**Task to complete**
The records sit below. Return every line in them that holds the word "SeqCst".

........

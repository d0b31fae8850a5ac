use std::cmp::Ordering;

use crate::model::LogRecord;

/// Newest-first ordering with the record id as tie-breaker
fn newer_first(a: &LogRecord, b: &LogRecord) -> Ordering {
    b.timestamp
        .total_cmp(&a.timestamp)
        .then_with(|| b.id.cmp(&a.id))
}

/// Merge two newest-first sequences into one newest-first sequence
pub fn merge_time_desc(left: &[LogRecord], right: &[LogRecord]) -> Vec<LogRecord> {
    let mut merged = Vec::with_capacity(left.len() + right.len());
    let (mut i, mut j) = (0, 0);

    while i < left.len() && j < right.len() {
        if newer_first(&left[i], &right[j]) != Ordering::Greater {
            merged.push(left[i].clone());
            i += 1;
        } else {
            merged.push(right[j].clone());
            j += 1;
        }
    }
    merged.extend_from_slice(&left[i..]);
    merged.extend_from_slice(&right[j..]);
    merged
}
use thiserror::Error;

use crate::model::CriteriaError;

#[derive(Debug, Error)]
pub enum StoreError {
    /// Storage medium is locked or otherwise unreachable; callers may retry or ignore
    #[error("store unavailable: {0}")]
    Unavailable(String),

    #[error("Fjall error: {0}")]
    Fjall(#[from] fjall::Error),

    /// Caller bug: the request can never succeed as written
    #[error("malformed query: {0}")]
    Malformed(String),

    #[error("delete failed for {scope}: {reason}")]
    DeleteFailed { scope: String, reason: String },

    #[error("Serialization error: {0}")]
    Serialization(#[from] serde_json::Error),

    #[error("I/O error: {0}")]
    Io(#[from] std::io::Error),
}

impl StoreError {
    /// Whether a later attempt at the same operation can succeed
    pub fn is_retryable(&self) -> bool {
        match self {
            StoreError::Unavailable(_) | StoreError::Fjall(_) | StoreError::Io(_) => true,
            StoreError::DeleteFailed { .. } => true,
            StoreError::Malformed(_) | StoreError::Serialization(_) => false,
        }
    }

    pub fn is_malformed(&self) -> bool {
        matches!(self, StoreError::Malformed(_))
    }
}

impl From<CriteriaError> for StoreError {
    fn from(err: CriteriaError) -> Self {
        StoreError::Malformed(err.to_string())
    }
}

pub type Result<T> = std::result::Result<T, StoreError>;
use std::collections::{BTreeSet, HashMap};
use std::path::Path;
use std::sync::Arc;
use std::sync::atomic::{AtomicBool, Ordering};

use fjall::{Config, Keyspace, PartitionCreateOptions, PartitionHandle};
use tracing::{debug, info, warn};

use crate::model::{DeleteScope, DistinctField, FilterCriteria, LogRecord, SessionInfo, SortOrder};

use super::error::{Result, StoreError};
use super::keys::{
    TAG_SESSION, decode_index_key, encode_bucket_prefix, encode_index_prefix, encode_meta_key,
    encode_record_key, encode_tag_prefix, encode_time_bound, index_entries, micros_of, tag_for,
};
use super::query::{QueryPlan, Source};

/// Fjall-backed persistent storage for log records and their secondary indexes
///
/// Every bulk write (insert or delete) goes through a single Fjall batch, so
/// readers never observe half of one.
#[derive(Clone)]
pub struct LogStore {
    keyspace: Keyspace,
    records: PartitionHandle,
    index: PartitionHandle,
    metadata: PartitionHandle,
    suspended: Arc<AtomicBool>,
}

impl LogStore {
    /// Open or create a Fjall store at the given path
    pub fn open<P: AsRef<Path>>(path: P) -> Result<Self> {
        let path = path.as_ref();
        info!("Opening log store at: {}", path.display());

        if let Some(parent) = path.parent() {
            std::fs::create_dir_all(parent)?;
        }

        let keyspace = Config::new(path).open()?;

        let records = keyspace.open_partition("records", PartitionCreateOptions::default())?;
        let index = keyspace.open_partition("index", PartitionCreateOptions::default())?;
        let metadata = keyspace.open_partition("metadata", PartitionCreateOptions::default())?;

        info!("Log store opened successfully");
        Ok(Self {
            keyspace,
            records,
            index,
            metadata,
            suspended: Arc::new(AtomicBool::new(false)),
        })
    }

    /// Mark the storage medium as locked; every operation fails with
    /// [`StoreError::Unavailable`] until [`LogStore::resume`] is called
    pub fn suspend(&self) {
        self.suspended.store(true, Ordering::SeqCst);
        info!("Log store suspended");
    }

    pub fn resume(&self) {
        self.suspended.store(false, Ordering::SeqCst);
        info!("Log store resumed");
    }

    pub fn is_suspended(&self) -> bool {
        self.suspended.load(Ordering::SeqCst)
    }

    fn ensure_available(&self) -> Result<()> {
        if self.is_suspended() {
            return Err(StoreError::Unavailable("storage medium is locked".into()));
        }
        Ok(())
    }

    /// Append records and their index entries in one atomic batch
    pub fn insert_batch(&self, records: &[LogRecord]) -> Result<usize> {
        self.ensure_available()?;
        if records.is_empty() {
            return Ok(0);
        }

        let mut batch = self.keyspace.batch();
        for record in records {
            let key = encode_record_key(record.timestamp, &record.id);
            let value = serde_json::to_vec(record)?;
            for (index_key, index_value) in index_entries(record, &key) {
                batch.insert(&self.index, index_key, index_value);
            }
            batch.insert(&self.records, key, value);
        }
        batch.commit()?;

        debug!(count = records.len(), "Inserted record batch");
        Ok(records.len())
    }

    /// Fetch one page of matching records.
    ///
    /// With no concurrent writes, consecutive pages `(0, n)`, `(n, n)`, ...
    /// partition the matching set. Ties on timestamp are broken by record id.
    pub fn query(
        &self,
        criteria: &FilterCriteria,
        order: SortOrder,
        limit: usize,
        offset: usize,
    ) -> Result<Vec<LogRecord>> {
        self.ensure_available()?;
        criteria.validate()?;
        if limit == 0 {
            return Err(StoreError::Malformed("limit must be positive".into()));
        }

        let plan = QueryPlan::new(criteria);
        let mut results = Vec::new();
        self.visit_matches(&plan, order, offset, |record| {
            results.push(record);
            results.len() < limit
        })?;
        Ok(results)
    }

    /// Cursor-style page in newest-first order; an empty result ends the stream
    pub fn query_batch(
        &self,
        criteria: &FilterCriteria,
        offset: usize,
        batch_size: usize,
    ) -> Result<Vec<LogRecord>> {
        self.query(criteria, SortOrder::TimestampDesc, batch_size, offset)
    }

    /// Count matching records. Criteria resolvable from one index category
    /// (plus an optional time range) are counted from keys without decoding.
    pub fn count(&self, criteria: &FilterCriteria) -> Result<u64> {
        self.ensure_available()?;
        criteria.validate()?;

        let plan = QueryPlan::new(criteria);
        if plan.is_key_only() {
            return match &plan.source {
                Source::Index { tag, values } => {
                    Ok(self.index_candidates(&plan, *tag, values)?.len() as u64)
                }
                Source::Scan => {
                    let mut total = 0u64;
                    for item in self.records.range(plan.record_range()) {
                        item?;
                        total += 1;
                    }
                    Ok(total)
                }
            };
        }

        let mut total = 0u64;
        self.visit_matches(&plan, SortOrder::TimestampDesc, 0, |_| {
            total += 1;
            true
        })?;
        Ok(total)
    }

    /// Sorted distinct non-empty values of a field across all records
    pub fn distinct_values(&self, field: DistinctField) -> Result<Vec<String>> {
        self.ensure_available()?;
        let mut values = BTreeSet::new();
        for item in self.index.prefix(encode_tag_prefix(tag_for(field))) {
            let (key, _) = item?;
            if let Some((value, _)) = decode_index_key(&key) {
                if !value.is_empty() {
                    values.insert(value);
                }
            }
        }
        Ok(values.into_iter().collect())
    }

    /// Group records by session, newest session first
    pub fn list_sessions(&self) -> Result<Vec<SessionInfo>> {
        self.ensure_available()?;
        let mut sessions: HashMap<String, (f64, u64)> = HashMap::new();

        for item in self.index.prefix(encode_tag_prefix(TAG_SESSION)) {
            let (key, value) = item?;
            let Some((session_id, _)) = decode_index_key(&key) else {
                continue;
            };
            let start_time = std::str::from_utf8(&value)
                .ok()
                .and_then(|s| s.parse::<f64>().ok())
                .unwrap_or(0.0);

            let entry = sessions.entry(session_id).or_insert((start_time, 0));
            entry.0 = entry.0.max(start_time);
            entry.1 += 1;
        }

        let mut infos: Vec<SessionInfo> = sessions
            .into_iter()
            .map(|(id, (start_time, event_count))| SessionInfo {
                id,
                start_time,
                event_count,
            })
            .collect();
        infos.sort_by(|a, b| {
            b.start_time
                .total_cmp(&a.start_time)
                .then_with(|| a.id.cmp(&b.id))
        });
        Ok(infos)
    }

    /// Remove every record in `scope` together with its index entries.
    ///
    /// Either all matching records are removed or, on failure, none are.
    pub fn delete(&self, scope: &DeleteScope) -> Result<usize> {
        self.ensure_available()?;
        let deleted = self
            .delete_inner(scope)
            .map_err(|e| StoreError::DeleteFailed {
                scope: scope.to_string(),
                reason: e.to_string(),
            })?;
        info!(deleted, scope = %scope, "Deleted records");
        Ok(deleted)
    }

    fn delete_inner(&self, scope: &DeleteScope) -> Result<usize> {
        let keys = self.keys_for_scope(scope)?;
        if keys.is_empty() {
            return Ok(0);
        }

        let mut batch = self.keyspace.batch();
        let mut deleted = 0;
        for key in keys {
            let Some(value) = self.records.get(&key)? else {
                continue;
            };
            match serde_json::from_slice::<LogRecord>(&value) {
                Ok(record) => {
                    for (index_key, _) in index_entries(&record, &key) {
                        batch.remove(&self.index, index_key);
                    }
                }
                Err(e) => {
                    warn!(error = %e, "Undecodable record, removing without index cleanup");
                }
            }
            batch.remove(&self.records, key);
            deleted += 1;
        }
        batch.commit()?;
        Ok(deleted)
    }

    fn keys_for_scope(&self, scope: &DeleteScope) -> Result<Vec<Vec<u8>>> {
        let mut keys = Vec::new();
        match scope {
            DeleteScope::Session(id) => {
                self.collect_index_keys(encode_index_prefix(TAG_SESSION, id), &mut keys)?;
            }
            DeleteScope::Sessions(ids) => {
                for id in ids {
                    self.collect_index_keys(encode_index_prefix(TAG_SESSION, id), &mut keys)?;
                }
            }
            DeleteScope::DateBucket { date, hour } => {
                self.collect_index_keys(encode_bucket_prefix(*date, *hour), &mut keys)?;
            }
            DeleteScope::Before(cutoff) => {
                for item in self.records.range(..encode_time_bound(micros_of(*cutoff))) {
                    let (key, _) = item?;
                    keys.push(key.to_vec());
                }
            }
            DeleteScope::All => {
                for item in self.records.iter() {
                    let (key, _) = item?;
                    keys.push(key.to_vec());
                }
            }
        }
        keys.sort_unstable();
        keys.dedup();
        Ok(keys)
    }

    fn collect_index_keys(&self, prefix: Vec<u8>, keys: &mut Vec<Vec<u8>>) -> Result<()> {
        for item in self.index.prefix(prefix) {
            let (key, _) = item?;
            if let Some((_, record_key)) = decode_index_key(&key) {
                keys.push(record_key.to_vec());
            }
        }
        Ok(())
    }

    /// Record keys for an index source, time-filtered and in ascending key order
    fn index_candidates(
        &self,
        plan: &QueryPlan,
        tag: u8,
        values: &[String],
    ) -> Result<Vec<Vec<u8>>> {
        let mut keys = Vec::new();
        for value in values {
            for item in self.index.prefix(encode_index_prefix(tag, value)) {
                let (key, _) = item?;
                if let Some((_, record_key)) = decode_index_key(&key) {
                    if plan.key_in_range(record_key) {
                        keys.push(record_key.to_vec());
                    }
                }
            }
        }
        keys.sort_unstable();
        keys.dedup();
        Ok(keys)
    }

    /// Feed matching records to `visit` in `order`, skipping the first
    /// `offset` matches. Stops early once `visit` returns false.
    fn visit_matches(
        &self,
        plan: &QueryPlan,
        order: SortOrder,
        offset: usize,
        mut visit: impl FnMut(LogRecord) -> bool,
    ) -> Result<()> {
        match &plan.source {
            Source::Index { tag, values } => {
                let mut skipped = 0usize;
                let mut keys = self.index_candidates(plan, *tag, values)?;
                if order == SortOrder::TimestampDesc {
                    keys.reverse();
                }

                let key_only = plan.is_key_only();
                for key in keys {
                    if key_only && skipped < offset {
                        skipped += 1;
                        continue;
                    }
                    let Some(value) = self.records.get(&key)? else {
                        continue;
                    };
                    let record: LogRecord = serde_json::from_slice(&value)?;
                    if !plan.residual.matches(&record) {
                        continue;
                    }
                    if skipped < offset {
                        skipped += 1;
                        continue;
                    }
                    if !visit(record) {
                        break;
                    }
                }
            }
            Source::Scan => {
                let range = self.records.range(plan.record_range());
                match order {
                    SortOrder::TimestampDesc => {
                        scan_matches(range.rev(), plan, offset, &mut visit)?
                    }
                    SortOrder::TimestampAsc => scan_matches(range, plan, offset, &mut visit)?,
                }
            }
        }
        Ok(())
    }

    /// Bytes used on disk by the whole keyspace
    pub fn storage_size(&self) -> Result<u64> {
        self.ensure_available()?;
        Ok(self.keyspace.disk_space())
    }

    pub fn get_meta(&self, key: &str) -> Result<Option<String>> {
        self.ensure_available()?;
        Ok(self
            .metadata
            .get(encode_meta_key(key))?
            .map(|value| String::from_utf8_lossy(&value).to_string()))
    }

    pub fn set_meta(&self, key: &str, value: &str) -> Result<()> {
        self.ensure_available()?;
        self.metadata.insert(encode_meta_key(key), value.as_bytes())?;
        Ok(())
    }

    /// Persist all pending writes to disk
    pub fn persist(&self) -> Result<()> {
        self.keyspace.persist(fjall::PersistMode::SyncAll)?;
        Ok(())
    }

    /// Get internal statistics (for debugging/monitoring)
    pub fn stats(&self) -> Result<StoreStats> {
        self.ensure_available()?;
        let mut record_count = 0;
        for item in self.records.iter() {
            item?;
            record_count += 1;
        }

        Ok(StoreStats {
            record_count,
            session_count: self.list_sessions()?.len(),
            disk_bytes: self.keyspace.disk_space(),
        })
    }
}

fn scan_matches<I, K, V>(
    mut iter: I,
    plan: &QueryPlan,
    offset: usize,
    visit: &mut impl FnMut(LogRecord) -> bool,
) -> Result<()>
where
    I: Iterator<Item = fjall::Result<(K, V)>>,
    V: AsRef<[u8]>,
{
    let mut skipped = 0usize;
    // Without a residual every entry matches, so the offset is skipped undecoded
    if plan.is_key_only() {
        while skipped < offset && iter.next().transpose()?.is_some() {
            skipped += 1;
        }
    }
    for item in iter {
        let (_, value) = item?;
        let record: LogRecord = serde_json::from_slice(value.as_ref())?;
        if !plan.residual.matches(&record) {
            continue;
        }
        if skipped < offset {
            skipped += 1;
            continue;
        }
        if !visit(record) {
            break;
        }
    }
    Ok(())
}

#[derive(Debug, Clone)]
pub struct StoreStats {
    pub record_count: usize,
    pub session_count: usize,
    pub disk_bytes: u64,
}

........

**Written reply**
        self.suspended.store(true, Ordering::SeqCst);
        self.suspended.store(false, Ordering::SeqCst);
        self.suspended.load(Ordering::SeqCst)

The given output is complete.